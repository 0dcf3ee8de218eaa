//! Status enums shared between the client and the remote API.

use serde::{Deserialize, Serialize};

/// Role of an authenticated user.
#[derive(Debug, Clone, Copy, PartialEq, Eq, Hash, Serialize, Deserialize, Default)]
#[serde(rename_all = "snake_case")]
pub enum UserRole {
    #[default]
    Customer,
    Admin,
}

impl UserRole {
    /// Get the wire representation.
    #[must_use]
    pub const fn as_str(&self) -> &'static str {
        match self {
            Self::Customer => "customer",
            Self::Admin => "admin",
        }
    }
}

impl std::fmt::Display for UserRole {
    fn fmt(&self, f: &mut std::fmt::Formatter<'_>) -> std::fmt::Result {
        f.write_str(self.as_str())
    }
}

## Work item
Copy out each record, keeping every word as it is.

## Solution to this task
repository 0dcf3ee8de218eaa
//! Status enums shared between the client and the remote API.

use serde::{Deserialize, Serialize};

/// Role of an authenticated user.
#[derive(Debug, Clone, Copy, PartialEq, Eq, Hash, Serialize, Deserialize, Default)]
#[serde(rename_all = "snake_case")]
pub enum UserRole {
    #[default]
    Customer,
    Admin,
}

impl UserRole {
    /// Get the wire representation.
    #[must_use]
    pub const fn as_str(&self) -> &'static str {
        match self {
            Self::Customer => "customer",
            Self::Admin => "admin",
        }
    }
}

impl std::fmt::Display for UserRole {
    fn fmt(&self, f: &mut std::fmt::Formatter<'_>) -> std::fmt::Result {
        f.write_str(self.as_str())
    }
}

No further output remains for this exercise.